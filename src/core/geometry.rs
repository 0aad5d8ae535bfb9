//! Pfad-Geometrie: Path-Command-Strings und inklusive Treffertests.
//!
//! Alle Funktionen arbeiten auf flachen Koordinatenlisten `[x0, y0, x1, y1, …]`
//! und sind frei von App-State. Nicht-finite Koordinaten führen nie zu einem
//! Fehler, sondern zu einer definierten Degradierung (leerer String, Fallback,
//! `None`).

use glam::Vec2;

/// Achsenparallele Bounding-Box in Weltkoordinaten.
#[derive(Debug, Clone, Copy, PartialEq)]
pub struct Rect {
    pub min: Vec2,
    pub max: Vec2,
}

impl Rect {
    /// Normalisiert zwei beliebige Eckpunkte zu min/max.
    pub fn from_two_corners(a: Vec2, b: Vec2) -> Self {
        Self {
            min: Vec2::new(a.x.min(b.x), a.y.min(b.y)),
            max: Vec2::new(a.x.max(b.x), a.y.max(b.y)),
        }
    }

    pub fn width(&self) -> f32 {
        self.max.x - self.min.x
    }

    pub fn height(&self) -> f32 {
        self.max.y - self.min.y
    }
}

/// Treffer auf einer Polylinie: Segment-Startindex (flacher Koordinatenindex),
/// nächster Punkt auf dem Segment und Distanz zum Abfragepunkt.
#[derive(Debug, Clone, Copy, PartialEq)]
pub struct PolylineHit {
    pub index: usize,
    pub point: Vec2,
    pub distance: f32,
}

fn finite_anchor_pairs(points: &[f32]) -> Vec<Vec2> {
    let mut out = Vec::with_capacity(points.len() / 2);
    let mut i = 0;
    while i + 1 < points.len() {
        let (x, y) = (points[i], points[i + 1]);
        if x.is_finite() && y.is_finite() {
            out.push(Vec2::new(x, y));
        }
        i += 2;
    }
    out
}

/// Baut einen Path-Command-String mit geraden Segmenten und optional
/// abgerundeten Ecken (quadratische Bézier-Kurven an jedem Innenanker).
///
/// Der effektive Radius wird pro Ecke auf 49% der kürzeren Nachbarkante
/// begrenzt, damit sich benachbarte Rundungen nie überlappen. Kollineare
/// Ecken (Richtungsumkehr eingeschlossen) bleiben scharf.
pub fn straight_or_rounded_path(points: &[f32], corner_radius: f32) -> String {
    if points.len() < 2 {
        return String::new();
    }
    let pts = finite_anchor_pairs(points);
    let Some(first) = pts.first() else {
        return String::new();
    };
    if pts.len() == 1 {
        return format!("M {} {}", first.x, first.y);
    }

    let mut d = format!("M {} {}", first.x, first.y);

    if corner_radius <= 0.0 {
        for p in &pts[1..] {
            d.push_str(&format!(" L {} {}", p.x, p.y));
        }
        return d;
    }

    for i in 1..pts.len() - 1 {
        let (a, b, c) = (pts[i - 1], pts[i], pts[i + 1]);
        let ba = a - b;
        let bc = c - b;
        let len_ba = ba.length();
        let len_bc = bc.length();
        if len_ba <= f32::EPSILON || len_bc <= f32::EPSILON {
            d.push_str(&format!(" L {} {}", b.x, b.y));
            continue;
        }
        let u_ba = ba / len_ba;
        let u_bc = bc / len_bc;
        // Nahezu kollinear: keine Rundung möglich
        if u_ba.dot(u_bc) <= -0.999 {
            d.push_str(&format!(" L {} {}", b.x, b.y));
            continue;
        }
        let r = corner_radius.min(len_ba * 0.49).min(len_bc * 0.49);
        if r <= 0.0 {
            d.push_str(&format!(" L {} {}", b.x, b.y));
            continue;
        }
        let entry = b + u_ba * r;
        let exit = b + u_bc * r;
        d.push_str(&format!(
            " L {} {} Q {} {} {} {}",
            entry.x, entry.y, b.x, b.y, exit.x, exit.y
        ));
    }

    let last = pts[pts.len() - 1];
    d.push_str(&format!(" L {} {}", last.x, last.y));
    d
}

/// Baut einen Catmull-Rom-Spline als kubische Bézier-Segmente.
///
/// `tension` wird auf [0, 1] geklemmt; 0 degeneriert zur geraden Polylinie.
/// Bei `closed` wird modular über die Anker iteriert und mit `Z` geschlossen,
/// offene Pfade duplizieren die Endanker als Phantom-Stützpunkte. Jede
/// nicht-finite Koordinate bricht auf den geraden Renderer zurück.
pub fn catmull_rom_path(points: &[f32], tension: f32, closed: bool) -> String {
    if points.len() < 2 {
        return String::new();
    }
    if !points[0].is_finite() || !points[1].is_finite() {
        return straight_or_rounded_path(points, 0.0);
    }
    let pts = finite_anchor_pairs(points);
    if pts.len() != points.len() / 2 {
        return straight_or_rounded_path(points, 0.0);
    }
    if pts.len() == 1 {
        return format!("M {} {}", pts[0].x, pts[0].y);
    }
    if pts.len() == 2 {
        return format!("M {} {} L {} {}", pts[0].x, pts[0].y, pts[1].x, pts[1].y);
    }

    let k = tension.clamp(0.0, 1.0) / 6.0;
    if k == 0.0 {
        return straight_or_rounded_path(points, 0.0);
    }

    let n = pts.len();
    let at = |i: isize| -> Vec2 {
        if closed {
            pts[i.rem_euclid(n as isize) as usize]
        } else {
            pts[i.clamp(0, n as isize - 1) as usize]
        }
    };

    let mut d = format!("M {} {}", pts[0].x, pts[0].y);
    let segments = if closed { n } else { n - 1 };
    for i in 0..segments {
        let i = i as isize;
        let p0 = at(i - 1);
        let p1 = at(i);
        let p2 = at(i + 1);
        let p3 = at(i + 2);
        let cp1 = p1 + (p2 - p0) * k;
        let cp2 = p2 - (p3 - p1) * k;
        if ![cp1.x, cp1.y, cp2.x, cp2.y, p2.x, p2.y]
            .iter()
            .all(|v| v.is_finite())
        {
            return straight_or_rounded_path(points, 0.0);
        }
        d.push_str(&format!(
            " C {} {} {} {} {} {}",
            cp1.x, cp1.y, cp2.x, cp2.y, p2.x, p2.y
        ));
    }
    if closed {
        d.push_str(" Z");
    }
    d
}

/// Punkt-in-Rechteck, Ränder eingeschlossen.
pub fn point_in_rect_inclusive(p: Vec2, rect: &Rect) -> bool {
    p.x >= rect.min.x && p.x <= rect.max.x && p.y >= rect.min.y && p.y <= rect.max.y
}

/// Rechteck-Überlappung, Berührung eingeschlossen.
pub fn rects_intersect_inclusive(a: &Rect, b: &Rect) -> bool {
    a.min.x <= b.max.x && a.max.x >= b.min.x && a.min.y <= b.max.y && a.max.y >= b.min.y
}

fn cross(o: Vec2, a: Vec2, b: Vec2) -> f32 {
    (a.x - o.x) * (b.y - o.y) - (a.y - o.y) * (b.x - o.x)
}

fn on_segment_inclusive(p: Vec2, a: Vec2, b: Vec2) -> bool {
    p.x >= a.x.min(b.x) && p.x <= a.x.max(b.x) && p.y >= a.y.min(b.y) && p.y <= a.y.max(b.y)
}

/// Segment-Schnitttest, Berührung und kollineare Überlappung eingeschlossen.
pub fn segments_intersect_inclusive(p1: Vec2, p2: Vec2, p3: Vec2, p4: Vec2) -> bool {
    let d1 = cross(p3, p4, p1);
    let d2 = cross(p3, p4, p2);
    let d3 = cross(p1, p2, p3);
    let d4 = cross(p1, p2, p4);

    if ((d1 > 0.0 && d2 < 0.0) || (d1 < 0.0 && d2 > 0.0))
        && ((d3 > 0.0 && d4 < 0.0) || (d3 < 0.0 && d4 > 0.0))
    {
        return true;
    }

    (d1 == 0.0 && on_segment_inclusive(p1, p3, p4))
        || (d2 == 0.0 && on_segment_inclusive(p2, p3, p4))
        || (d3 == 0.0 && on_segment_inclusive(p3, p1, p2))
        || (d4 == 0.0 && on_segment_inclusive(p4, p1, p2))
}

/// Segment-gegen-Rechteck: Endpunkt im Rechteck oder Schnitt mit einer Kante.
pub fn segment_intersects_rect_inclusive(a: Vec2, b: Vec2, rect: &Rect) -> bool {
    if point_in_rect_inclusive(a, rect) || point_in_rect_inclusive(b, rect) {
        return true;
    }
    let tl = rect.min;
    let tr = Vec2::new(rect.max.x, rect.min.y);
    let br = rect.max;
    let bl = Vec2::new(rect.min.x, rect.max.y);
    segments_intersect_inclusive(a, b, tl, tr)
        || segments_intersect_inclusive(a, b, tr, br)
        || segments_intersect_inclusive(a, b, br, bl)
        || segments_intersect_inclusive(a, b, bl, tl)
}

/// Polylinie-gegen-Rechteck über die flache Koordinatenliste.
/// Ein einzelner Anker degeneriert zum Punkt-in-Rechteck-Test.
pub fn polyline_intersects_rect_inclusive(points: &[f32], rect: &Rect) -> bool {
    if points.len() < 2 {
        return false;
    }
    if points.len() == 2 {
        return point_in_rect_inclusive(Vec2::new(points[0], points[1]), rect);
    }
    let mut i = 0;
    while i + 3 < points.len() {
        let a = Vec2::new(points[i], points[i + 1]);
        let b = Vec2::new(points[i + 2], points[i + 3]);
        if segment_intersects_rect_inclusive(a, b, rect) {
            return true;
        }
        i += 2;
    }
    false
}

/// Bounding-Box über alle Anker. `None` bei weniger als einem vollständigen
/// Anker oder nicht-finiten Koordinaten.
pub fn bounding_box_of(points: &[f32]) -> Option<Rect> {
    if points.len() < 2 {
        return None;
    }
    let mut min = Vec2::splat(f32::INFINITY);
    let mut max = Vec2::splat(f32::NEG_INFINITY);
    let mut i = 0;
    while i + 1 < points.len() {
        let (x, y) = (points[i], points[i + 1]);
        if !x.is_finite() || !y.is_finite() {
            return None;
        }
        min = Vec2::new(min.x.min(x), min.y.min(y));
        max = Vec2::new(max.x.max(x), max.y.max(y));
        i += 2;
    }
    Some(Rect { min, max })
}

/// Nächster Punkt auf dem Segment `a`–`b` zum Punkt `p` (Parameter geklemmt).
pub fn closest_point_on_segment(p: Vec2, a: Vec2, b: Vec2) -> Vec2 {
    let ab = b - a;
    let len2 = ab.length_squared();
    if len2 == 0.0 {
        return a;
    }
    let t = ((p - a).dot(ab) / len2).clamp(0.0, 1.0);
    a + ab * t
}

/// Sucht das Segment der Polylinie mit minimaler Distanz zu `p`.
///
/// `index` ist der flache Koordinatenindex des Segment-Starts. Der Vergleich
/// ist strikt, bei Gleichstand gewinnt das frühere Segment. Mindestens zwei
/// vollständige Anker erforderlich, sonst `None`.
pub fn closest_point_on_polyline(p: Vec2, points: &[f32]) -> Option<PolylineHit> {
    if points.len() < 4 {
        return None;
    }
    let mut best: Option<PolylineHit> = None;
    let mut i = 0;
    while i + 3 < points.len() {
        let a = Vec2::new(points[i], points[i + 1]);
        let b = Vec2::new(points[i + 2], points[i + 3]);
        let candidate = closest_point_on_segment(p, a, b);
        let distance = (candidate - p).length();
        if best.map_or(true, |h| distance < h.distance) {
            best = Some(PolylineHit {
                index: i,
                point: candidate,
                distance,
            });
        }
        i += 2;
    }
    best
}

» WHAT THIS TASK INVOLVES:
How many lines in these entries contain the string "Distanz"? State the number and nothing more.

» WRITTEN SOLUTION:
2